Other organisations are recognising the potency of nurturing female coders in Afghanistan, too. In April 2016 non-profit The Womanity Foundation launched Girls can Code in two of Kabul’s biggest girls’ schools. Forty students between the ages of 16-18 are enrolled in the classes, which take place before and after school.

“Coding empowers girls by teaching them how to use their creativity, imagination and problem-solving skills to develop solutions,” says Elizabeth Rector, programme leader. “Through this process they build confidence and learn to rely on their own abilities to find solutions, and these skills are forever with them.”

There is global shortage of skilled tech workers expected in the coming years, Rector adds. In Afghanistan the population’s access to the internet is currently only 7% and businesses need to prepare for the coming growth in internet access.

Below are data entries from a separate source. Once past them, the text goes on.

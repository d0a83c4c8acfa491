//! FILENAME: core/engine/src/random.rs
//! PURPOSE: Injectable source of uniform values for the Rand key.
//! CONTEXT: The state transition stays deterministic given its inputs; the
//! only nondeterminism in the calculator enters through this trait.

/// Produces values uniformly distributed in [0, 1).
pub trait RandomSource: Send {
    fn next_unit(&mut self) -> f64;
}

/// Default source backed by `fastrand`.
#[derive(Debug, Clone)]
pub struct FastRandom {
    rng: fastrand::Rng,
}

impl FastRandom {
    pub fn new() -> Self {
        FastRandom {
            rng: fastrand::Rng::new(),
        }
    }

    /// Seeded variant, reproducible across runs.
    pub fn with_seed(seed: u64) -> Self {
        FastRandom {
            rng: fastrand::Rng::with_seed(seed),
        }
    }
}

impl Default for FastRandom {
    fn default() -> Self {
        Self::new()
    }
}

impl RandomSource for FastRandom {
    fn next_unit(&mut self) -> f64 {
        self.rng.f64()
    }
}

/// Replays a fixed sequence, wrapping around at the end.
/// An empty sequence always yields 0.
#[derive(Debug, Clone, Default)]
pub struct SequenceRandom {
    values: Vec<f64>,
    position: usize,
}

impl SequenceRandom {
    pub fn new(values: Vec<f64>) -> Self {
        SequenceRandom {
            values,
            position: 0,
        }
    }
}

impl RandomSource for SequenceRandom {
    fn next_unit(&mut self) -> f64 {
        if self.values.is_empty() {
            return 0.0;
        }
        let value = self.values[self.position % self.values.len()];
        self.position += 1;
        value
    }
}
//! Vertex types for 2D rendering

use bytemuck::{Pod, Zeroable};

/// 2D vertex in board coordinates with an RGBA color
#[repr(C)]
#[derive(Copy, Clone, Debug, PartialEq, Pod, Zeroable)]
pub struct Vertex {
    pub position: [f32; 2],
    pub color: [f32; 4],
}

impl Vertex {
    pub const fn new(x: f32, y: f32, color: [f32; 4]) -> Self {
        Self {
            position: [x, y],
            color,
        }
    }

    pub fn desc() -> wgpu::VertexBufferLayout<'static> {
        wgpu::VertexBufferLayout {
            array_stride: std::mem::size_of::<Vertex>() as wgpu::BufferAddress,
            step_mode: wgpu::VertexStepMode::Vertex,
            attributes: &[
                wgpu::VertexAttribute {
                    offset: 0,
                    shader_location: 0,
                    format: wgpu::VertexFormat::Float32x2,
                },
                wgpu::VertexAttribute {
                    offset: std::mem::size_of::<[f32; 2]>() as wgpu::BufferAddress,
                    shader_location: 1,
                    format: wgpu::VertexFormat::Float32x4,
                },
            ],
        }
    }
}

/// Scale a color's alpha
pub fn with_alpha(color: [f32; 4], alpha: f32) -> [f32; 4] {
    [color[0], color[1], color[2], color[3] * alpha]
}

/// Colors for the scenery and overlays
pub mod colors {
    use crate::rgb;

    pub const SKY_TOP: [f32; 4] = rgb(0x87CEEB);
    pub const SKY_MEADOW: [f32; 4] = rgb(0x98FB98);
    pub const SKY_BOTTOM: [f32; 4] = rgb(0x90EE90);
    pub const CLOUD: [f32; 4] = [1.0, 1.0, 1.0, 0.8];
    pub const SUN: [f32; 4] = rgb(0xFFD700);
    pub const GROUND: [f32; 4] = rgb(0x228B22);
    pub const GRASS: [f32; 4] = rgb(0x32CD32);
    pub const GAME_OVER_LINE: [f32; 4] = rgb(0xFF6B6B);
    pub const SHADOW: [f32; 4] = [0.0, 0.0, 0.0, 0.2];
    pub const HIGHLIGHT: [f32; 4] = [1.0, 1.0, 1.0, 0.35];
    pub const STEM: [f32; 4] = rgb(0x5D4037);
    pub const CLEAR: [f32; 4] = rgb(0x87CEEB);
}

“Investing in educating girls in subjects like coding, where we expect there to be abundant, good-paying jobs is key to the future of Afghanistan. With a full range of talent to tap into, Afghanistan’s economy can grow and become less reliant on foreign aid and retain ambitious young women,” says Rector.

Female app developers are already emerging in Kabul and Herat – in May, 45 young women submitted mobile app ideas at Girls Make Apps workshops, organised by Herat Technovation. Universities and other technical schools are working to increase female enrolment and organisations such as USAid are investing in matching young women to ICT employment opportunities, according to Rector.

Travel the world and reach for the stars

For Afghan women aspiring to get into tech, Forough is testament that it can be done. So is her former classmate, Roya Mahboob, who founded IT consulting firm Afghan Citadel Software Co in 2010, making her one of the country’s first female tech chief executives. She also launched Digital Citizen Fund, a nonprofit which helps girls and women in developing countries gain access to technology.

Mahboob says setting up her business wasn’t easy: “It was very hard to establish a client base at first – many men didn’t want to do business with women, even though we could bring them clients,” she says.

When pitching for business, the fact she is the chief executive of her own company is regularly met with outright disbelief, and it hasn’t been uncommon for clients to refuse to pay for work carried out. Mahboob and her team have even been followed, spied on and threatened. Undeterred, she has made it her priority to hire female programmers and bloggers from the beginning. Today more than half of her staff are women – and business is thriving in Afghanistan and beyond its borders.

“While cultural barriers threaten the dreams and aspirations of young women and girls, the opportunities they can find through the internet and technologies show them a larger world than the one that they have always known,” says the entrepreneur. “They can travel the world and reach for the stars, without even having a passport.”

The story in Afghanistan feeds into a wider struggle going on throughout the world to get more women into tech. In an increasingly digital world, it will be at the heart of unlocking greater equality, empowerment and economic stability in every country.